His infrastructure and social spending proposals would increase the federal deficit well above last year’s crisis-driven $3.1 trillion. A pandemic bounce will yield 6.5 percent GDP growth this year but longer term, Mr. Biden’s policies will bequeath higher interest rates, inflation, fleeing private investment and many fewer good paying jobs.

Fed Chairman Jerome Powell says the likes of Kimberly-Clark (KMB) hiking prices on Huggies is a temporary phenomenon, but he is already tightening monetary policy. The 10-year Treasury rate, which provides the benchmark for everything from credit cards to mortgages, has jumped precipitously.
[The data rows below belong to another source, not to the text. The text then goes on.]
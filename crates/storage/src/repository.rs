use async_trait::async_trait;
use std::collections::HashMap;
use std::sync::{Arc, Mutex};
use thiserror::Error;

/// Errors surfaced by storage adapters.
#[derive(Debug, Error)]
#[non_exhaustive]
pub enum StorageError {
    #[error("connection error: {0}")]
    Connection(String),

    #[error("serialization error: {0}")]
    Serialization(String),

    #[error("storage quota exceeded for key `{key}`")]
    QuotaExceeded { key: String },
}

/// Flat string-keyed store the engine persists into.
///
/// This is the whole contract the engine relies on: read a string by key,
/// overwrite it, or remove it. Durability is up to the implementation.
#[async_trait]
pub trait KeyValueStore: Send + Sync {
    /// Fetch the value stored under `key`, if any.
    ///
    /// # Errors
    ///
    /// Returns `StorageError` if the backend cannot be read.
    async fn get(&self, key: &str) -> Result<Option<String>, StorageError>;

    /// Insert or overwrite the value under `key`.
    ///
    /// # Errors
    ///
    /// Returns `StorageError` if the value cannot be written.
    async fn set(&self, key: &str, value: &str) -> Result<(), StorageError>;

    /// Remove `key`. Removing a missing key is not an error.
    ///
    /// # Errors
    ///
    /// Returns `StorageError` if the backend cannot be written.
    async fn remove(&self, key: &str) -> Result<(), StorageError>;
}

/// In-memory store for tests and ephemeral sessions.
///
/// Clones share the same map, so a test can keep a handle and inspect what
/// the engine wrote.
#[derive(Clone, Default)]
pub struct InMemoryStore {
    entries: Arc<Mutex<HashMap<String, String>>>,
    quota_bytes: Option<usize>,
}

impl InMemoryStore {
    #[must_use]
    pub fn new() -> Self {
        Self::default()
    }

    /// Reject writes whose combined size would exceed `bytes`, like a
    /// browser storage quota.
    #[must_use]
    pub fn with_quota(bytes: usize) -> Self {
        Self {
            entries: Arc::new(Mutex::new(HashMap::new())),
            quota_bytes: Some(bytes),
        }
    }

    /// Synchronous peek, for assertions.
    #[must_use]
    pub fn snapshot(&self, key: &str) -> Option<String> {
        self.entries
            .lock()
            .ok()
            .and_then(|guard| guard.get(key).cloned())
    }
}

#[async_trait]
impl KeyValueStore for InMemoryStore {
    async fn get(&self, key: &str) -> Result<Option<String>, StorageError> {
        let guard = self
            .entries
            .lock()
            .map_err(|e| StorageError::Connection(e.to_string()))?;
        Ok(guard.get(key).cloned())
    }

    async fn set(&self, key: &str, value: &str) -> Result<(), StorageError> {
        let mut guard = self
            .entries
            .lock()
            .map_err(|e| StorageError::Connection(e.to_string()))?;

        if let Some(quota) = self.quota_bytes {
            let others: usize = guard
                .iter()
                .filter(|(k, _)| k.as_str() != key)
                .map(|(k, v)| k.len() + v.len())
                .sum();
            if others + key.len() + value.len() > quota {
                return Err(StorageError::QuotaExceeded {
                    key: key.to_string(),
                });
            }
        }

        guard.insert(key.to_string(), value.to_string());
        Ok(())
    }

    async fn remove(&self, key: &str) -> Result<(), StorageError> {
        let mut guard = self
            .entries
            .lock()
            .map_err(|e| StorageError::Connection(e.to_string()))?;
        guard.remove(key);
        Ok(())
    }
}

/// The store handle handed to services, behind a trait object for easy
/// backend swapping.
#[derive(Clone)]
pub struct Storage {
    pub kv: Arc<dyn KeyValueStore>,
}

impl Storage {
    #[must_use]
    pub fn in_memory() -> Self {
        Self {
            kv: Arc::new(InMemoryStore::new()),
        }
    }
}

#[cfg(test)]
mod tests {
    use super::*;

    #[tokio::test]
    async fn set_get_remove_round_trip() {
        let store = InMemoryStore::new();
        assert_eq!(store.get("k").await.unwrap(), None);

        store.set("k", "v1").await.unwrap();
        store.set("k", "v2").await.unwrap();
        assert_eq!(store.get("k").await.unwrap().as_deref(), Some("v2"));

        store.remove("k").await.unwrap();
        store.remove("k").await.unwrap();
        assert_eq!(store.snapshot("k"), None);
    }

    #[tokio::test]
    async fn quota_rejects_oversized_writes_and_keeps_old_value() {
        let store = InMemoryStore::with_quota(16);
        store.set("key", "small").await.unwrap();

        let err = store.set("key", "this value is far too long").await.unwrap_err();
        assert!(matches!(err, StorageError::QuotaExceeded { .. }));
        assert_eq!(store.snapshot("key").as_deref(), Some("small"));
    }

    #[tokio::test]
    async fn clones_share_entries() {
        let store = InMemoryStore::new();
        let handle = store.clone();
        let storage = Storage {
            kv: Arc::new(store),
        };
        storage.kv.set("shared", "yes").await.unwrap();
        assert_eq!(handle.snapshot("shared").as_deref(), Some("yes"));
    }
}
use std::path::PathBuf;

use anyhow::{Context, Result, bail};
use clap::{Parser, Subcommand};
use services::DEFAULT_TICK;

#[derive(Parser, Debug)]
#[command(name = "cyberdash")]
#[command(about = "Cybersecurity training progress tracker", long_about = None, version)]
pub struct Cli {
    /// SQLite database URL or path
    #[arg(
        long,
        env = "CYBERDASH_DB_URL",
        default_value = "sqlite://cyberdash.sqlite3",
        global = true
    )]
    pub db: String,

    /// Log filter, e.g. `info` or `services=debug`
    #[arg(long, env = "RUST_LOG", default_value = "warn", global = true)]
    pub log: String,

    #[command(subcommand)]
    pub command: Command,
}

#[derive(Subcommand, Debug, PartialEq, Eq)]
pub enum Command {
    /// Show scores, progress and the latest risk assessment
    Status,

    /// List modules with their lock state
    Modules,

    /// Mark a module complete (number or code, e.g. `3` or `ir-001`)
    Complete {
        module: String,

        /// Minutes spent on the module
        #[arg(long)]
        minutes: Option<u32>,
    },

    /// Record a quiz result, or list the questions when no result is given
    Quiz {
        /// Correct answers
        #[arg(long, requires = "total", conflicts_with = "answers")]
        score: Option<u32>,

        /// Number of questions
        #[arg(long, requires = "score")]
        total: Option<u32>,

        /// Chosen option per question, 1-based; `-` skips a question
        #[arg(long, value_delimiter = ',')]
        answers: Option<Vec<String>>,
    },

    /// Score a risk as likelihood x impact
    Assess {
        #[arg(long)]
        asset: String,

        /// Threat code (malware, phishing, insider, ddos, data-breach, ransomware) or free text
        #[arg(long)]
        threat: String,

        /// 1 (rare) to 5 (almost certain)
        #[arg(long)]
        likelihood: u8,

        /// 1 (very low) to 5 (very high)
        #[arg(long)]
        impact: u8,
    },

    /// Show recent risk assessments, newest first
    History,

    /// Show earned and pending badges
    Achievements,

    /// Write a JSON progress report
    Export {
        /// Output file; prints to stdout when omitted
        #[arg(long)]
        out: Option<PathBuf>,
    },

    /// Delete all progress and history
    Reset {
        /// Confirm the reset
        #[arg(long)]
        yes: bool,
    },

    /// Run the training timer, crediting one minute per tick
    Train {
        /// Minutes to record before exiting
        #[arg(long, default_value_t = 1)]
        minutes: u32,

        /// Seconds per training minute
        #[arg(long, default_value_t = DEFAULT_TICK.as_secs(), hide = true)]
        tick_secs: u64,
    },
}

/// Parse `--answers` values. Options are numbered from 1; `-` or an empty
/// value leaves the question unanswered.
pub fn parse_answers(raw: &[String]) -> Result<Vec<Option<usize>>> {
    raw.iter()
        .enumerate()
        .map(|(index, value)| {
            let value = value.trim();
            if value.is_empty() || value == "-" {
                return Ok(None);
            }
            let option: usize = value
                .parse()
                .with_context(|| format!("answer {} is not a number: {value}", index + 1))?;
            if option == 0 {
                bail!("answer {} must be 1 or greater", index + 1);
            }
            Ok(Some(option - 1))
        })
        .collect()
}

#[cfg(test)]
mod tests {
    use super::*;

    #[test]
    fn parses_quiz_by_score() {
        let cli =
            Cli::try_parse_from(["cyberdash", "quiz", "--score", "7", "--total", "10"]).unwrap();
        assert_eq!(
            cli.command,
            Command::Quiz {
                score: Some(7),
                total: Some(10),
                answers: None
            }
        );
    }

    #[test]
    fn score_requires_total() {
        assert!(Cli::try_parse_from(["cyberdash", "quiz", "--score", "7"]).is_err());
        assert!(
            Cli::try_parse_from([
                "cyberdash", "quiz", "--score", "1", "--total", "2", "--answers", "1"
            ])
            .is_err()
        );
    }

    #[test]
    fn global_db_flag_is_accepted_after_subcommand() {
        let cli =
            Cli::try_parse_from(["cyberdash", "status", "--db", "sqlite::memory:"]).unwrap();
        assert_eq!(cli.db, "sqlite::memory:");
    }

    #[test]
    fn answers_are_one_based_with_skips() {
        let raw: Vec<String> = ["2", "-", "", " 4 "].iter().map(ToString::to_string).collect();
        assert_eq!(
            parse_answers(&raw).unwrap(),
            vec![Some(1), None, None, Some(3)]
        );
        assert!(parse_answers(&["0".to_string()]).is_err());
        assert!(parse_answers(&["b".to_string()]).is_err());
    }
}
The dismal science and the financial press say higher interest rates reflect expectations for some combination of higher growth and inflation but whatever happened to supply and demand?

In 2020, the Fed purchased Treasuries and other securities approximately equaling the massive federal deficit, but this year its stated policy is to purchase half as many.

Without the Fed mopping up all the bonds the Treasury is spilling, demand is tanking. Longer-term interest rates must rise, and new home construction, auto purchases and shaky businesses propped up by junk bonds will eventually falter.

Raising corporate and capital gains taxes to some of the highest in the world are a biblical imperative for progressives with their disdain for thrift, enterprise, hard work and success.

Along with more government spending, higher interest rates and taxes will crowd out private investment and discourage risk taking on new products — the mother’s milk of productivity growth, higher living standards and international competitiveness.

Mr. Biden’s public investments are a child’s sugary drink when the economy needs Grade A Fortified. His infrastructure programs do too little — and do it badly.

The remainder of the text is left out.